To:
ed@alcpress.com
Cc:
dnsop@cafax.se
From:
Jim Reid <Jim.Reid@nominum.com>
Date:
Thu, 11 Jan 2001 11:47:47 -0800
In-Reply-To:
Message from ed@alcpress.com of "Thu, 11 Jan 2001 10:50:04 PST." <3A5D8FDC.8831.C5A4C03@localhost>
Sender:
owner-dnsop@cafax.se
Subject:
Re: resolvers using non-ephemeral ports
>>>>> "ed" == ed <ed@alcpress.com> writes: ed> This issue is important to me because I teach both dns and ed> firewall courses. Normally, I would suggest to students that ed> they block all ports below 1024 (except 53) for packets sent ed> to the dns server.

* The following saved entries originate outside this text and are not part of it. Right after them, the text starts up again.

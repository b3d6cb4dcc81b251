use super::*;
use arbor_core::Unique;
use serde::Deserialize;
use serde::Serialize;

#[derive(Deserialize)]
pub struct RegisterRequest {
    pub email: String,
    pub password: String,
    pub name: String,
}

#[derive(Deserialize)]
pub struct LoginRequest {
    pub email: String,
    pub password: String,
}

#[derive(Serialize)]
pub struct TokenResponse {
    pub access_token: String,
    pub token_type: &'static str,
    pub user: UserInfo,
}

impl TokenResponse {
    pub fn new(access_token: String, user: UserInfo) -> Self {
        Self {
            access_token,
            token_type: "bearer",
            user,
        }
    }
}

#[derive(Serialize)]
pub struct UserInfo {
    pub id: String,
    pub email: String,
    pub name: String,
}

impl From<&Account> for UserInfo {
    fn from(account: &Account) -> Self {
        Self {
            id: account.id().to_string(),
            email: account.email().to_string(),
            name: account.name().to_string(),
        }
    }
}

impl From<&Identity> for UserInfo {
    fn from(identity: &Identity) -> Self {
        Self {
            id: identity.id().to_string(),
            email: identity.email().to_string(),
            name: identity.name().to_string(),
        }
    }
}
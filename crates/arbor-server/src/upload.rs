use actix_web::HttpRequest;
use actix_web::HttpResponse;
use actix_web::web;
use arbor_auth::Auth;
use arbor_auth::Fault;
use arbor_core::UPLOAD_MAX_BYTES;
use std::path::PathBuf;

/// Transport-level body cap. Kept well above the validation threshold so
/// an oversized upload reaches the handler and fails its size check with
/// a 400 detail body instead of tripping the framework's 413.
pub const PAYLOAD_CAP: usize = 4 * UPLOAD_MAX_BYTES;

/// Destination directory for uploaded images, injected at startup.
#[derive(Debug, Clone)]
pub struct Uploads {
    pub dir: PathBuf,
}

fn extension(mime: &str) -> Option<&'static str> {
    match mime {
        "image/jpeg" => Some("jpg"),
        "image/png" => Some("png"),
        "image/gif" => Some("gif"),
        "image/webp" => Some("webp"),
        _ => None,
    }
}

/// Validates content type and size, yielding the file extension to store
/// under. Both rejections are client errors.
fn accept(mime: &str, len: usize) -> Result<&'static str, Fault> {
    let ext = extension(mime).ok_or(Fault::BadUpload("File must be an image"))?;
    match len > UPLOAD_MAX_BYTES {
        true => Err(Fault::BadUpload("File exceeds the 50MB limit")),
        false => Ok(ext),
    }
}

fn mime(req: &HttpRequest) -> &str {
    req.headers()
        .get(actix_web::http::header::CONTENT_TYPE)
        .and_then(|h| h.to_str().ok())
        .unwrap_or_default()
}

/// Accepts a raw image body, stores it under a fresh UUID filename, and
/// returns its URL. Serving the stored files is a reverse-proxy concern.
pub async fn upload(
    _auth: Auth,
    uploads: web::Data<Uploads>,
    req: HttpRequest,
    body: web::Bytes,
) -> Result<HttpResponse, Fault> {
    let ext = accept(mime(&req), body.len())?;
    let filename = format!("{}.{}", uuid::Uuid::now_v7(), ext);
    tokio::fs::create_dir_all(&uploads.dir).await?;
    tokio::fs::write(uploads.dir.join(&filename), &body).await?;
    log::info!("stored upload {} ({} bytes)", filename, body.len());
    Ok(HttpResponse::Ok().json(serde_json::json!({
        "url": format!("/uploads/{}", filename),
        "filename": filename,
        "size": body.len(),
    })))
}

#[cfg(test)]
mod tests {
    use super::*;
    use actix_web::App;
    use actix_web::http::StatusCode;
    use actix_web::test as actix_test;

    #[test]
    fn image_content_types_map_to_extensions() {
        assert_eq!(extension("image/jpeg"), Some("jpg"));
        assert_eq!(extension("image/png"), Some("png"));
        assert_eq!(extension("image/gif"), Some("gif"));
        assert_eq!(extension("image/webp"), Some("webp"));
    }

    #[test]
    fn non_image_content_types_are_rejected() {
        assert_eq!(extension("application/pdf"), None);
        assert_eq!(extension("text/html"), None);
        assert_eq!(extension(""), None);
    }

    #[test]
    fn bodies_at_the_limit_pass_and_above_it_fail() {
        assert!(accept("image/png", UPLOAD_MAX_BYTES).is_ok());
        assert!(accept("image/png", UPLOAD_MAX_BYTES + 1).is_err());
    }

    /// An oversized body must get the handler's 400 detail response, not
    /// the framework's 413, so the transport cap has to clear the
    /// validation threshold by a wide margin.
    #[actix_web::test]
    async fn oversized_upload_is_bad_request_not_payload_too_large() {
        async fn check(req: HttpRequest, body: web::Bytes) -> Result<HttpResponse, Fault> {
            accept(mime(&req), body.len())?;
            Ok(HttpResponse::Ok().finish())
        }
        let app = actix_test::init_service(
            App::new()
                .app_data(web::PayloadConfig::new(PAYLOAD_CAP))
                .route("/upload", web::post().to(check)),
        )
        .await;
        let req = actix_test::TestRequest::post()
            .uri("/upload")
            .insert_header(("content-type", "image/png"))
            .set_payload(vec![0u8; UPLOAD_MAX_BYTES + 2048])
            .to_request();
        let res = actix_test::call_service(&app, req).await;
        assert_eq!(res.status(), StatusCode::BAD_REQUEST);
    }
}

Now, this data makes me wonder if we're ed> turning away good guys or bad guys. ed> What's the official position on resolvers and ephemeral ports? I don't think there is one. AFAIK, there's nothing in the RFCs indicating what source ports must or must not be used when sending queries. So probably all ports should be allowed to send stuff to port 53. BIND 8 and 9 will use a random, unprivileged port by default, but who knows what other implementations do (by accident or design)? The concept of privileged ports is pretty much UNIX-specific so all bets will be off for other OSes anyway. Ephemeral ports probably vary by platform too. And what if a privileged UNIX application uses a port number less than 1024 to query the name server? Or how about the folk who explicitly set up their name servers to use a fixed, privileged port for outgoing queries and let that traffic through the firewall?